Discussion in 'General Electronics Chat' started by vonsworld, Jul 7, 2013.

  1. vonsworld

    Thread Starter Member

    Apr 27, 2011
    I think maybe this is just a simple question about ohms law, perhaps someone could help me...

    I have 12 volt, 1.8 watt cooling fan attached to a battery and therefore I understand it would draw 1.8/12 = 0.15 amps.

    Also using ohms law the resistance in this circuit would be V/I or 12/0.15 = 80 ohms.

    There is no speed control on this fan and it's noisy on full power, so I would like to attach a pot to the cable, but how do I work out from the above figures the additional resistance required to just about stop the fan? and therefore what range of resistance the pot needs to provide?

    Many thanks :)
  2. WBahn


    Mar 31, 2012
    No, it is not an Ohm's Law problem for a couple of reasons.

    First, the power specification is probably the maximum power that it is guaranteed to draw, not the amount that it actually will.

    Second, if it is a permanent magnet DC motor, then the voltage across it will be determined not by the resistance of the windings, but by the back-EMF generated by the motor, which is directly proportional to the speed it is turning at.

    Still, there is something to work with here (IF it is a simple motor and not a stepper or some other more advanced kind of arrangement). Start with your 150mA. Now figure that the current draw will drop as the fan speed slows (current is proportional to torque which will be proportional to the air load on the fan blades). Let's use a ballpark figure (and this is a real WAG to use only as a starting point) of saying that it will draw 15mA and 10% speed, which would have a back-EMF of 1.2V. So you would need to drop about 11V with about 15mA. Since this is a WAG, we can call that 10V with 10mA and call it a 1kΩ resistor.

    But a much, much better way would be to first see if the fan will run properly if powered by lower voltages. So use 9V, 6V, 3V, and 1.5V. If you have the ability, measure the current at each of these (and 12V). If not, just noting that the fan seems to run smoothly and more slowly is enough. It may stall before you get to 1.5V and, if so, that's fine and good to know.

    Next get some fixed resistors of, say, 100Ω and 330Ω and see if those produce roughly similar results. If you get a small handul of 100Ω resistors, then you can combine them in series and parallel to get a range of resistances. Try to find something that seems to slow the fan to about what it runs with 6V across it (or measure the voltage across it, if you can). Also try to find the resistance that runs it as slow as you think you would ever want to.

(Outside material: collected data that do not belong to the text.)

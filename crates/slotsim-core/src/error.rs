//! Error types for the simulation core.

use thiserror::Error;

use crate::stats::SimulationStats;

/// Errors that can occur when building or running a simulation.
#[derive(Debug, Error)]
pub enum SimError {
    /// A simulation input is out of range or malformed.
    #[error("Invalid parameter {name}={value}: {reason}")]
    InvalidParameter {
        /// Parameter name.
        name: &'static str,
        /// Offending value, rendered as text.
        value: String,
        /// What the value must satisfy.
        reason: String,
    },

    /// The horizon was exhausted before the efficiency stabilized.
    ///
    /// The statistics accumulated up to the horizon are kept as a snapshot.
    #[error("Simulation failed to converge by slot {}", .stats.final_slot)]
    NonConvergence {
        /// Counters at the moment the horizon ran out.
        stats: Box<SimulationStats>,
    },

    /// A slot index past the timeline horizon was read.
    #[error("Slot index {index} is outside the timeline horizon {horizon}")]
    OutOfRange {
        /// Requested slot index.
        index: usize,
        /// Configured horizon.
        horizon: usize,
    },

    /// More nodes became ready in one slot than exist in the pool.
    #[error("Ready set of {ready} nodes exceeds pool capacity {capacity}")]
    CapacityExceeded {
        /// Size of the ready set.
        ready: usize,
        /// Number of nodes in the pool.
        capacity: usize,
    },
}

impl SimError {
    /// Builds an [`SimError::InvalidParameter`].
    pub(crate) fn invalid(
        name: &'static str,
        value: impl ToString,
        reason: impl Into<String>,
    ) -> Self {
        SimError::InvalidParameter {
            name,
            value: value.to_string(),
            reason: reason.into(),
        }
    }

    /// Returns the partial statistics carried by a non-convergence error.
    pub fn partial_stats(&self) -> Option<&SimulationStats> {
        match self {
            SimError::NonConvergence { stats } => Some(stats),
            _ => None,
        }
    }
}

/// Result alias for the simulation core.
pub type SimResult<T> = Result<T, SimError>;
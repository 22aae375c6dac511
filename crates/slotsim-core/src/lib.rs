//! # slotsim-core
//!
//! Slot-level simulation of a carrier-sense multiple-access channel using
//! binary exponential backoff.
//!
//! A fixed pool of nodes contends for a single channel. In every slot each
//! node senses the channel, counts its backoff down while the channel is
//! idle, and transmits when the counter expires. A lone transmitter occupies
//! the channel for `packet_size` slots; simultaneous transmitters collide
//! and double their contention windows. The run stops once the fraction of
//! slots spent transmitting stops changing.
//!
//! ## Example
//!
//! ```rust
//! use slotsim_core::{SimulationConfig, SimulationEngine, SimulationParams};
//!
//! let config = SimulationConfig::new(SimulationParams::new(1, 1, 1));
//! let mut engine = SimulationEngine::with_seed(config, 42).unwrap();
//! let stats = engine.run().unwrap();
//!
//! assert!(stats.converged);
//! assert_eq!(stats.counters.collision, 0);
//! ```

pub mod config;
pub mod convergence;
pub mod engine;
pub mod error;
pub mod node;
pub mod resolver;
pub mod slot;
pub mod stats;

pub use config::{
    SimulationConfig, SimulationParams, DEFAULT_HORIZON, MAX_CONTENTION_WINDOW, MAX_NODE_COUNT,
    MAX_PACKET_SIZE,
};
pub use convergence::{
    ConvergenceConfig, ConvergenceMonitor, ConvergenceSample, ConvergenceState,
    DEFAULT_SAMPLING_INTERVAL, DEFAULT_THRESHOLD,
};
pub use engine::{SimRng, SimulationEngine, StepOutcome};
pub use error::{SimError, SimResult};
pub use node::{ChannelSense, ContenderPool, Node, NodeId};
pub use resolver::{ContentionResolver, ReadySet, SlotOutcome};
pub use slot::{SlotState, SlotTimeline};
pub use stats::{SimulationStats, SlotCounters};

Use that to determine what pot size you need.

    Don't forget to take into account the power dissipation in the pot.
  3. vonsworld

    Thread Starter Member

    Apr 27, 2011
    Thanks for your reply and all the good suggestions

    I've looked in my local electronics shop and all their pots are rated at 0.4 watts, and so if I used one of those to control a 1.8 watt fan I guess it would melt!?

    Do you think the best solution would be to buy a wirewound rheostat which could handle 5 watts or build a simple regulator circuit since a regulator chip can handle 1 amp?

    As you know the circuits are quite small and the low wattage pot could then simply control the regulator chip voltage output. Guess I would still need a pretty good heatsink too :)
  4. BillO

    Distinguished Member

    Nov 24, 2008
    You could use a transistor with a pot. You'd need to ensure the transistor had enough heat sinking to dissipate any heat (about .5 watts at the most).

    You could also use a small microcontroller and a little MOSFET with the pot to provide PWM speed control which would not only be more efficient (less heat to deal with) but would give you more control over the fan speed.

    Either of these solutions might be cheaper than a 5W wirewound rheostat. The 2nd one might be a lot of fun too.
  5. #12


    Nov 30, 2010
    If you use this, be sure to look up the capacitor sizes in the datasheet.
  6. WBahn


    Mar 31, 2012
    The peak power dissipated by the pot would probably not exceed about one-quarter of the rated power and usually less, so a 0.4W pot might work (though you should always oversize components when you can).

    Unless you use a nonlinear circuit, you are going to have to dissipate some power in the control circuit.

    My recommendation would be an LM317 adjustable voltage regulator, just be sure to heat sink it for at least about 1W.

    But all of this is moot if the fan won't run properly on reduced voltage, so you really need to verify that, first.